O Cerrado, conhecido por ser a savana mais rica do mundo, ocupa 23,9% do território brasileiro, totalizando uma área de 2 milhões de km². Este bioma é fundamental para o abastecimento de importantes bacias hidrográficas da América do Sul, mas ainda carece de proteção constitucional específica. A Proposta de Emenda à Constituição (PEC) 504/2010, que visa incluir o Cerrado e a Caatinga como patrimônio nacional, está em tramitação no Congresso Nacional há 16 anos, sem que tenha sido votada em plenário pela Câmara dos Deputados.
A proposta, que altera o artigo 225 da Constituição Federal, já recebeu aprovação do Senado Federal e passou por uma Comissão Especial na Câmara, porém, atualmente está à espera de inclusão na pauta do plenário para votação em dois turnos. De acordo com informações da assessoria de imprensa da Câmara, a PEC foi aprovada por essa comissão e está pronta para ser pautada, mas ainda não há previsão para sua apreciação. A última movimentação oficial ocorreu em 24 de outubro de 2023, quando a proposta foi inserida na sessão deliberativa extraordinária, mas não foi discutida.
Em Mato Grosso do Sul, a situação é particularmente preocupante. O Cerrado ocupa cerca de 62% do território do estado, abrangendo 62 dos 79 municípios, incluindo Campo Grande. Contudo, dados do MapBiomas indicam que apenas 25% da vegetação nativa original do bioma permanece preservada, com o restante sendo convertido em áreas de pastagens, agricultura e outras atividades humanas.
Embora existam legislações federais que oferecem alguma proteção ao Cerrado, como o Código Florestal, especialistas e organizações afirmam que as normas atuais não atendem às especificidades ecológicas do bioma nem à rápida transformação do território. Existem políticas que contemplam o Cerrado, como o PPCerrado (Plano de Ação para Prevenção e Controle do Desmatamento), mas a situação ainda é crítica.

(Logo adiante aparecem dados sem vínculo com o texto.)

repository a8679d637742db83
//! Application error types

mod app_error;

pub use app_error::{AppError, AppResult};
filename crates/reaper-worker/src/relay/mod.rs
//! Reaction relay
//!
//! The dispatch loop that drives inbound payloads through decode, classify and
//! dispatch, one at a time and in receipt order.

mod dispatch_loop;

pub use dispatch_loop::{DispatchLoop, LoopCounters, LoopExit, LoopReport, LoopState};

A pesquisa indica que mais de 50% da vegetação original do Cerrado já foi alterada, e o bioma continua sob forte pressão do avanço agropecuário. Assim, comunidades rurais no estado enfrentam dificuldades para manter a produção agrícola e o abastecimento de água, um cenário alarmante que se agrava com a escassez hídrica. Em Nioaque, um projeto da Ecoa restaurou duas nascentes ligadas ao Rio Taquaruçu, plantando 5,5 mil mudas de espécies nativas do Cerrado, buscando mitigar a crise hídrica.

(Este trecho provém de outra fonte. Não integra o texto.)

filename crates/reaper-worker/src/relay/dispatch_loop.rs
//! Dispatch loop
//!
//! Waits for the next inbound payload or the cancellation signal, whichever
//! comes first. Cancellation is only observed between events: a payload that
//! has started processing always finishes before the loop stops.

use crate::dispatch::{DispatchOutcome, Dispatcher};
use futures_util::{Stream, StreamExt};
use reaper_core::{decode, Classifier};
use tokio::sync::watch;

/// Loop lifecycle state
#[derive(Debug, Clone, Copy, PartialEq, Eq)]
pub enum LoopState {
    Running,
    Stopped,
}

/// Why the loop stopped
#[derive(Debug, Clone, Copy, PartialEq, Eq)]
pub enum LoopExit {
    /// The cancellation signal fired or its sender went away
    Cancelled,
    /// The inbound stream ended
    InboundClosed,
}

/// Per-outcome counters for one run
#[derive(Debug, Clone, Copy, Default, PartialEq, Eq)]
pub struct LoopCounters {
    pub received: u64,
    pub decode_errors: u64,
    pub ignored: u64,
    pub deleted: u64,
    pub scheduled: u64,
    pub failed: u64,
}

impl LoopCounters {
    fn record(&mut self, outcome: Option<&DispatchOutcome>) {
        match outcome {
            None => self.decode_errors += 1,
            Some(DispatchOutcome::Ignored(_)) => self.ignored += 1,
            Some(DispatchOutcome::Deleted(_)) => self.deleted += 1,
            Some(DispatchOutcome::Scheduled(_)) => self.scheduled += 1,
            Some(DispatchOutcome::Failed(_)) => self.failed += 1,
        }
    }
}

/// Summary returned when the loop stops
#[derive(Debug, Clone, Copy, PartialEq, Eq)]
pub struct LoopReport {
    pub exit: LoopExit,
    pub counters: LoopCounters,
}

/// Single-worker loop: decode, classify, dispatch
#[derive(Debug)]
pub struct DispatchLoop {
    classifier: Classifier,
    dispatcher: Dispatcher,
    state: LoopState,
}

impl DispatchLoop {
    pub fn new(classifier: Classifier, dispatcher: Dispatcher) -> Self {
        Self {
            classifier,
            dispatcher,
            state: LoopState::Stopped,
        }
    }

    #[must_use]
    pub fn state(&self) -> LoopState {
        self.state
    }

    /// Process one raw payload.
    ///
    /// Returns `None` when the payload could not be decoded.
    pub async fn handle_payload(&self, raw: &str) -> Option<DispatchOutcome> {
        let event = match decode(raw) {
            Ok(event) => event,
            Err(e) => {
                tracing::error!(error = %e, bytes = raw.len(), "Failed to decode payload");
                return None;
            }
        };

        tracing::trace!(
            kind = %event.kind,
            reaction = %event.reaction,
            user = %event.user,
            "Decoded event"
        );

        let decision = self.classifier.classify(&event);
        Some(self.dispatcher.dispatch(decision).await)
    }

    /// Run until cancellation or until `inbound` ends.
    ///
    /// A dropped cancellation sender counts as cancellation.
    pub async fn run<S>(&mut self, inbound: S, mut cancel: watch::Receiver<bool>) -> LoopReport
    where
        S: Stream<Item = String>,
    {
        let mut inbound = std::pin::pin!(inbound);
        let mut counters = LoopCounters::default();

        self.state = LoopState::Running;
        tracing::info!(
            default_ttl = self.classifier.default_ttl(),
            deferred_channel = %self.dispatcher.deferred_channel(),
            "Dispatch loop started"
        );

        let exit = if *cancel.borrow_and_update() {
            LoopExit::Cancelled
        } else {
            loop {
                tokio::select! {
                    biased;

                    changed = cancel.changed() => {
                        if changed.is_err() || *cancel.borrow_and_update() {
                            break LoopExit::Cancelled;
                        }
                    }

                    next = inbound.next() => {
                        let Some(raw) = next else {
                            break LoopExit::InboundClosed;
                        };

                        counters.received += 1;
                        let outcome = self.handle_payload(&raw).await;
                        counters.record(outcome.as_ref());
                    }
                }
            }
        };

        self.state = LoopState::Stopped;
        tracing::info!(
            exit = ?exit,
            received = counters.received,
            decode_errors = counters.decode_errors,
            ignored = counters.ignored,
            deleted = counters.deleted,
            scheduled = counters.scheduled,
            failed = counters.failed,
            "Dispatch loop stopped"
        );

        LoopReport { exit, counters }
    }
}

Para fortalecer as ações em defesa do Cerrado, entre os dias 15 e 17 de junho, organizações da Rede Cerrado promoverão um encontro regional em Campo Grande, reunindo representantes dos estados de Mato Grosso e Mato Grosso do Sul. O evento terá como foco discutir questões como desmatamento, queimadas, grandes empreendimentos e o fortalecimento da sociobiodiversidade.